Front. Artif. Intell., 13 June 2023
Sec. Natural Language Processing
This article is part of the Research Topic Text Complexity and Simplification View all 7 articles

Editorial: Text complexity and simplification

  • 1HCTI, Université de Bretagne Occidentale, Brest, France
  • 2Laboratory ≪Linguistics and Artificial Intelligence≫, Kazan Federal University, Kazan, Russia
  • 3Centro de Investigación en Computación (Center for Computing Research, CIC), National Polytechnic Institute (IPN), Mexico City, Mexico

Editorial on the Research Topic
Text complexity and simplification

Introduction

Recently, text simplification has raised a lot of interest in the scientific community as numerous texts, including classroom books, scientific articles, legal and financial documents, prove to be too difficult and as such cannot cater to readers' needs. Although the first methods of measuring text complexity were suggested over 70 years ago, the problem is far from being solved.
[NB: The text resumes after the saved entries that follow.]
//! A single streaming HTTP exchange.
//!
//! A [`Connection`] owns one in-flight response body. It is created by
//! [`open`], read by exactly one stream reader, and released when it is
//! superseded or when the session stops.
//!
//! # Staleness
//!
//! Every connection carries a [`ConnectionHandle`]. Closing the handle marks
//! the connection stale; a reader blocked on the body wakes immediately,
//! drops the transport and stops instead of reconnecting. The session keeps a
//! clone of the handle for the live connection so it can close it from any
//! task.

use std::collections::BTreeMap;
use std::fmt;
use std::future::Future;
use std::sync::Arc;
use std::time::Duration;

use bytes::Bytes;
use futures::stream::{self, BoxStream, StreamExt};
use http::header::{AUTHORIZATION, CONTENT_TYPE};
use tokio::sync::watch;
use url::Url;

use crate::client::{ClientIdentity, Credentials};
use crate::error::ConnectError;
use crate::protocol::{basic_auth_value, client_headers, constants::headers};
use crate::types::StreamRequest;

/// Shared staleness flag for one connection.
#[derive(Debug, Clone)]
pub struct ConnectionHandle {
    id: u64,
    stale: Arc<watch::Sender<bool>>,
}

impl ConnectionHandle {
    pub(crate) fn new(id: u64) -> Self {
        let (tx, _rx) = watch::channel(false);
        ConnectionHandle {
            id,
            stale: Arc::new(tx),
        }
    }

    /// Session-unique connection id.
    pub fn id(&self) -> u64 {
        self.id
    }

    /// Whether the owner has closed this connection.
    pub fn is_stale(&self) -> bool {
        *self.stale.borrow()
    }

    /// Mark the connection stale. Idempotent.
    pub fn close(&self) {
        self.stale.send_replace(true);
    }

    /// Resolves once the connection is marked stale.
    pub async fn closed(&self) {
        let mut rx = self.stale.subscribe();
        // The sender lives in `self`, so this only returns once stale.
        let _ = rx.wait_for(|stale| *stale).await;
    }
}

/// Status and headers of a successful handshake.
#[derive(Debug, Clone, PartialEq, Eq)]
pub struct ResponseMetadata {
    /// HTTP status code.
    pub status: u16,
    /// Response headers; names lowercased, non-UTF-8 values skipped.
    pub headers: BTreeMap<String, String>,
}

impl ResponseMetadata {
    fn from_response(response: &reqwest::Response) -> Self {
        let mut headers = BTreeMap::new();
        for (k, v) in response.headers() {
            if let Ok(val) = v.to_str() {
                headers.insert(k.as_str().to_string(), val.to_string());
            }
        }
        ResponseMetadata {
            status: response.status().as_u16(),
            headers,
        }
    }

    /// The service-assigned request id, when present.
    pub fn request_id(&self) -> Option<&str> {
        self.headers
            .get(headers::REQUEST_ID.as_str())
            .map(String::as_str)
    }
}

/// Result of one read from the response body.
#[derive(Debug)]
pub(crate) enum ReadOutcome {
    /// A chunk of body bytes.
    Chunk(Bytes),
    /// The connection was marked stale.
    Stale,
    /// The server finished the body.
    Eof,
    /// The transport failed or went idle.
    Failed(String),
}

/// One live streaming exchange.
pub struct Connection {
    handle: ConnectionHandle,
    request: StreamRequest,
    target: Url,
    body: BoxStream<'static, reqwest::Result<Bytes>>,
}

/// Perform the handshake for `request` against `target`.
///
/// Sends the request with Basic authentication, client identification
/// headers and, when the request has a body, its content type. Only a 2xx
/// response yields a connection; any other status drops the response,
/// closing the transport, and returns [`ConnectError::Rejected`].
pub async fn open(
    http: &reqwest::Client,
    id: u64,
    target: Url,
    request: &StreamRequest,
    credentials: &Credentials,
    identity: &ClientIdentity,
) -> Result<(Connection, ResponseMetadata), ConnectError> {
    let mut builder = http
        .request(request.method.clone(), target.clone())
        .header(AUTHORIZATION, basic_auth_value(credentials)?)
        .headers(client_headers(identity)?);

    if let Some(body) = &request.body {
        builder = builder
            .header(CONTENT_TYPE, request.content_type.as_str())
            .body(body.clone());
    }

    let response = builder.send().await?;
    let metadata = ResponseMetadata::from_response(&response);

    if !response.status().is_success() {
        tracing::debug!(
            connection = id,
            target = %target,
            status = metadata.status,
            error_class = metadata.headers.get(headers::ERROR_CLASS.as_str()).map(String::as_str),
            request_id = metadata.request_id(),
            "handshake rejected"
        );
        return Err(ConnectError::Rejected(metadata.status));
    }

    tracing::debug!(
        connection = id,
        target = %target,
        status = metadata.status,
        "stream opened"
    );

    let connection = Connection {
        handle: ConnectionHandle::new(id),
        request: request.clone(),
        target,
        body: response.bytes_stream().boxed(),
    };
    Ok((connection, metadata))
}

impl Connection {
    /// Session-unique connection id.
    pub fn id(&self) -> u64 {
        self.handle.id()
    }

    /// A clone of this connection's staleness handle.
    pub fn handle(&self) -> ConnectionHandle {
        self.handle.clone()
    }

    /// Whether the owner has closed this connection.
    pub fn is_stale(&self) -> bool {
        self.handle.is_stale()
    }

    /// The request this connection was opened for.
    pub fn request(&self) -> &StreamRequest {
        &self.request
    }

    /// Absolute target this connection was opened against.
    pub fn target(&self) -> &Url {
        &self.target
    }

    /// Mark stale and release the transport. Idempotent.
    pub fn close(&mut self) {
        self.handle.close();
        self.release();
    }

    fn release(&mut self) {
        self.body = stream::empty().boxed();
    }

    /// Wait for the next body chunk.
    ///
    /// Returns early with `Stale` when the handle is closed while waiting, and
    /// with `Failed` when `idle` elapses without data.
    pub(crate) async fn read_chunk(&mut self, idle: Option<Duration>) -> ReadOutcome {
        if self.is_stale() {
            self.release();
            return ReadOutcome::Stale;
        }

        let handle = self.handle.clone();
        let outcome = tokio::select! {
            _ = handle.closed() => ReadOutcome::Stale,
            item = with_idle_timeout(idle, self.body.next()) => match item {
                Some(Some(Ok(chunk))) => ReadOutcome::Chunk(chunk),
                Some(Some(Err(e))) => ReadOutcome::Failed(e.to_string()),
                Some(None) => ReadOutcome::Eof,
                None => ReadOutcome::Failed("idle timeout".to_string()),
            },
        };

        if !matches!(outcome, ReadOutcome::Chunk(_)) {
            self.release();
        }
        outcome
    }
}

impl fmt::Debug for Connection {
    fn fmt(&self, f: &mut fmt::Formatter<'_>) -> fmt::Result {
        f.debug_struct("Connection")
            .field("id", &self.handle.id())
            .field("stale", &self.handle.is_stale())
            .field("method", &self.request.method)
            .field("target", &self.target.as_str())
            .finish()
    }
}

/// `None` when `idle` elapses first.
async fn with_idle_timeout<F: Future>(idle: Option<Duration>, fut: F) -> Option<F::Output> {
    match idle {
        Some(limit) => tokio::time::timeout(limit, fut).await.ok(),
        None => Some(fut.await),
    }
}

#[cfg(test)]
mod tests {
    use super::*;
    use crate::client::ClientConfig;
    use tokio_test::assert_ok;

    fn target(server: &mockito::Server, path: &str) -> Url {
        Url::parse(&format!("{}{}", server.url(), path)).unwrap()
    }

    #[test]
    fn test_handle_close_is_idempotent() {
        let handle = ConnectionHandle::new(3);
        assert!(!handle.is_stale());
        handle.close();
        handle.close();
        assert!(handle.is_stale());
        assert!(handle.clone().is_stale());
    }

    #[tokio::test]
    async fn test_closed_resolves_after_close() {
        let handle = ConnectionHandle::new(1);
        let waiter = {
            let handle = handle.clone();
            tokio::spawn(async move { handle.closed().await })
        };
        handle.close();
        assert_ok!(tokio::time::timeout(Duration::from_secs(1), waiter).await);
    }

    #[tokio::test]
    async fn test_open_sends_auth_and_identity_headers() {
        let mut server = mockito::Server::new_async().await;
        let identity = ClientIdentity::default();
        let mock = server
            .mock("GET", "/records/feed")
            .match_header("authorization", "Basic YWxpY2U6c2VjcmV0")
            .match_header("x-fluidinfo-client", identity.client.as_str())
            .match_header("x-fluidinfo-client-url", identity.client_url.as_str())
            .match_header("x-fluidinfo-version", identity.version.as_str())
            .match_header("user-agent", identity.user_agent.as_str())
            .with_status(200)
            .with_header("x-fluidinfo-request-id", "req-1")
            .with_body("{\"id\":\"1\"}\n")
            .create_async()
            .await;

        let (mut conn, meta) = open(
            &reqwest::Client::new(),
            1,
            target(&server, "/records/feed"),
            &StreamRequest::get("/records/feed"),
            &Credentials::new("alice", "secret"),
            &identity,
        )
        .await
        .unwrap();

        assert_eq!(meta.status, 200);
        assert_eq!(meta.request_id(), Some("req-1"));
        assert_eq!(conn.id(), 1);
        assert!(!conn.is_stale());
        match conn.read_chunk(None).await {
            ReadOutcome::Chunk(chunk) => assert!(chunk.starts_with(b"{\"id\"")),
            other => panic!("unexpected read outcome: {:?}", other),
        }
        mock.assert_async().await;
    }

    #[tokio::test]
    async fn test_open_sends_body_with_content_type() {
        let mut server = mockito::Server::new_async().await;
        let mock = server
            .mock("POST", "/values")
            .match_header("content-type", "application/json")
            .match_body(r#"{"query":"has alice/rating"}"#)
            .with_status(201)
            .create_async()
            .await;

        let result = open(
            &reqwest::Client::new(),
            1,
            target(&server, "/values"),
            &StreamRequest::post("/values", r#"{"query":"has alice/rating"}"#),
            &Credentials::new("alice", "secret"),
            &ClientIdentity::default(),
        )
        .await;

        assert_eq!(assert_ok!(result).1.status, 201);
        mock.assert_async().await;
    }

    #[tokio::test]
    async fn test_open_rejected_status() {
        let mut server = mockito::Server::new_async().await;
        let _mock = server
            .mock("GET", "/records/feed")
            .with_status(401)
            .with_header("x-fluidinfo-error-class", "TPasswordIncorrect")
            .create_async()
            .await;

        let err = open(
            &reqwest::Client::new(),
            1,
            target(&server, "/records/feed"),
            &StreamRequest::get("/records/feed"),
            &Credentials::new("alice", "wrong"),
            &ClientIdentity::default(),
        )
        .await
        .unwrap_err();

        assert_eq!(err, ConnectError::Rejected(401));
    }

    #[tokio::test]
    async fn test_open_dial_failed() {
        let listener = tokio::net::TcpListener::bind("127.0.0.1:0").await.unwrap();
        let addr = listener.local_addr().unwrap();
        drop(listener);

        let config = ClientConfig::default();
        let err = open(
            &reqwest::Client::new(),
            1,
            Url::parse(&format!("http://{}/records/feed", addr)).unwrap(),
            &StreamRequest::get("/records/feed"),
            &Credentials::new("alice", "secret"),
            &config.identity,
        )
        .await
        .unwrap_err();

        assert!(matches!(err, ConnectError::DialFailed(_)), "{:?}", err);
    }

    #[tokio::test]
    async fn test_read_after_close_is_stale() {
        let mut server = mockito::Server::new_async().await;
        let _mock = server
            .mock("GET", "/feed")
            .with_status(200)
            .with_body("{\"id\":\"1\"}\n")
            .create_async()
            .await;

        let (mut conn, _) = open(
            &reqwest::Client::new(),
            9,
            target(&server, "/feed"),
            &StreamRequest::get("/feed"),
            &Credentials::new("alice", "secret"),
            &ClientIdentity::default(),
        )
        .await
        .unwrap();

        conn.close();
        conn.close();
        assert!(conn.is_stale());
        assert!(matches!(conn.read_chunk(None).await, ReadOutcome::Stale));
    }
}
The diversity of languages, text types and genres, as well as their audience, are major challenges for researchers. Despite the significant progress of recent neural models (Sharoff, 2022), many challenges remain unfaced, including the consistency of the long output provided by the models used in a generative context. This Research Topic covers the topic of text complexity and simplification, related notions, resources and methods for English, Portuguese, Spanish, and Russian languages.

Overview of the Research Topic

Recently, plain and easy language has gained attention as a subject of standardization in many countries. However, even the notions of text clarity, text simplicity, plain language and easy language are problematic. The paper of Vecchiato discusses these four notions and the formal processes of text simplification which should vary accordingly. She highlights that a clear text does not necessarily exclude any ambiguous expression. While much work on automatic text simplification aims to shorten the text, Vecchiato states that a clear text “can be reasonably long if more words are needed to adequately explain a concept.” Vecchiato distinguishes structural, cognitive and development complexity and suggests that a text simplification should integrate the different levels of intelligibility, namely readability, coherence and representability.

The paper (Blinova and Tarasov) develops a model for estimation of the complexity of legal texts in Russian. Several regression and classification methods are compared. Their input are the pre-trained fine-tuning BERT scores and the values of 130 linguistic features. BERT is configured on a tagged textbook corpus of about 10 million words. Such a complex hybrid model is exploited for estimation of the complexity of legal texts in Russian for the first time. It is shown that XGBoost classification model trained on linguistic features and language model predictions achieves the best results. The proposed model shows high results in terms of accuracy of estimation on test data and efficiency in identifying complex legal documents.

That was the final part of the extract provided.